For many, the American dream is a family living in at least basic economic security. While the federal poverty level for a family of four has been set for the past 45 years at $28,280, today’s actual survival budget based on current and local market prices is a sickeningly high $105,456. This egregious gap between expectations and reality represents an enormous need for systemic change in how we deal with poverty.
For most families of four, childcare is by far the most costly expense at $2,604. Housing and taxes are next at $1,623 and $1,550, respectively. On average, healthcare, transportation, and miscellaneous fees and costs can be about half that amount, but can also be exponentially higher depending on individual situations. Incidents outside our control, such as sudden illness or injury, can drive these costs through the roof, driving the family into bankruptcy or even homelessness.
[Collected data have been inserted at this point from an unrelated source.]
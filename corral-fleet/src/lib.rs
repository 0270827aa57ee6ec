//! Corral Fleet
//!
//! Manages a fleet of external runner worker containers on one host.
//!
//! Architecture:
//! - Runtime: trait over the container runtime plus a CLI driven implementation
//! - Image: chooses the runner image from the local inventory and the registry
//! - Controller: starts, inspects and stops the workers of one base name
//! - Fleet: the workers a controller run is tracking
//! - Logs: one reader per worker routing its output to console or files
//! - Shutdown: LIFO signal hooks that kill the fleet on interrupt

pub mod config;
pub mod controller;
pub mod error;
pub mod fleet;
pub mod image;
pub mod logs;
pub mod runtime;
pub mod shutdown;

pub use config::{HostEnv, OciOptions, RetryPolicy, RunnerConfig};
pub use controller::{Command, FleetController, RunOutcome, StatusReport, StopReport};
pub use error::{FleetError, Result};
pub use image::{ImageResolver, RegistryCheck};
pub use runtime::{CliRuntime, ContainerRuntime};
pub use shutdown::ShutdownHooks;
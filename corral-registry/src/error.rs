//! Error types for the registry client

use thiserror::Error;

/// Result type alias for registry operations
pub type Result<T> = std::result::Result<T, ClientError>;

/// Errors that can occur when talking to the remote registry
#[derive(Debug, Error)]
pub enum ClientError {
    /// HTTP request failed (connection, timeout, TLS)
    #[error("HTTP request failed: {0}")]
    RequestFailed(#[from] reqwest::Error),

    /// Registry returned an error status code
    #[error("Registry error (status {status}): {message}")]
    ApiError {
        /// HTTP status code
        status: u16,
        /// Error body returned by the registry
        message: String,
    },

    /// Failed to parse response
    #[error("Failed to parse response: {0}")]
    ParseError(String),

    /// The registry answered but handed out no usable token
    #[error("Registry returned an empty bearer token")]
    EmptyToken,

    /// Image repository reference cannot be mapped onto the registry API
    #[error("Invalid image repository: {0}")]
    InvalidRepository(String),
}

impl ClientError {
    /// Create an API error from status code and message
    pub fn api_error(status: u16, message: impl Into<String>) -> Self {
        Self::ApiError {
            status,
            message: message.into(),
        }
    }

    /// Check if the failure is worth retrying later (timeouts, 5xx)
    pub fn is_transient(&self) -> bool {
        match self {
            Self::RequestFailed(e) => e.is_timeout() || e.is_connect(),
            Self::ApiError { status, .. } => *status >= 500,
            _ => false,
        }
    }
}

#[cfg(test)]
mod tests {
    use super::*;

    #[test]
    fn test_error_classification() {
        assert!(!ClientError::api_error(404, "missing").is_transient());
        assert!(ClientError::api_error(503, "down").is_transient());
        assert!(!ClientError::api_error(401, "denied").is_transient());
        assert!(!ClientError::EmptyToken.is_transient());
    }

    #[test]
    fn test_error_display() {
        let err = ClientError::api_error(500, "boom");
        assert_eq!(err.to_string(), "Registry error (status 500): boom");
    }
}
//! Configure command handler
//!
//! Compares the local runner image with the registry and optionally pulls
//! a newer one.

use anyhow::Result;
use clap::Args;
use colored::*;
use corral_fleet::{ImageResolver, RegistryCheck, RunnerConfig};

use super::ImageArgs;
use crate::config::Config;

/// Arguments of `corral configure`
#[derive(Args, Debug, Clone)]
pub struct ConfigureArgs {
    /// Pull the newest runner image when the local one is missing or older
    #[arg(long)]
    pub pull: bool,

    #[command(flatten)]
    pub image: ImageArgs,
}

impl ConfigureArgs {
    pub fn into_runner_config(self) -> RunnerConfig {
        RunnerConfig {
            pull_remote: self.pull,
            production: !self.image.dev,
            image_override: self.image.image_name,
            image_repository: self.image.image_repository,
            image_marker: self.image.image_marker,
            ..RunnerConfig::default()
        }
    }
}

pub async fn configure(args: ConfigureArgs, config: &Config) -> Result<()> {
    let runner_config = args.into_runner_config();
    let runtime = config.container_runtime().await?;
    let registry = config.registry(&runner_config.image_repository)?;
    let resolver = ImageResolver::new(runtime, registry);

    match resolver.check_registry_images(&runner_config, false).await? {
        RegistryCheck::UpToDate { local } => {
            println!("{}", "✓ Local runner image is up-to-date.".green().bold());
            println!("  Image:   {}", local.name.bold());
            println!("  Created: {}", local.created.format("%Y-%m-%d %H:%M:%S"));
        }
        RegistryCheck::UpdateAvailable { remote } => {
            println!("{}", "A newer runner image is available.".yellow().bold());
            println!("  Image:   {}", remote.name.bold());
            println!("  Created: {}", remote.created.format("%Y-%m-%d %H:%M:%S"));
            println!(
                "Execute {} to update your system.",
                "corral configure --pull".cyan()
            );
        }
        RegistryCheck::Pulled { image } => {
            println!("{}", "✓ Pulled newer runner image".green().bold());
            println!("  Image:   {}", image.bold());
        }
        RegistryCheck::RemoteUnavailable => {
            println!("{}", "Remote registry is unavailable.".yellow());
        }
    }

    Ok(())
}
This data, generated using “Asset Limited, Income Constrained, and Employed” (ALICE) calculations, better reflects the magnitude of need and vulnerability among our neighbors.The ALICE Survival and Stability Budget thresholds should become Loudoun County’s standard measure of financial insecurity and stability, according to the Community Foundation for Loudoun and Northern Fauquier Counties, a nonprofit organization in Leesburg that compiled a ground-breaking report, Profiles of Loudoun: The Numbers behind the Faces of Loudoun.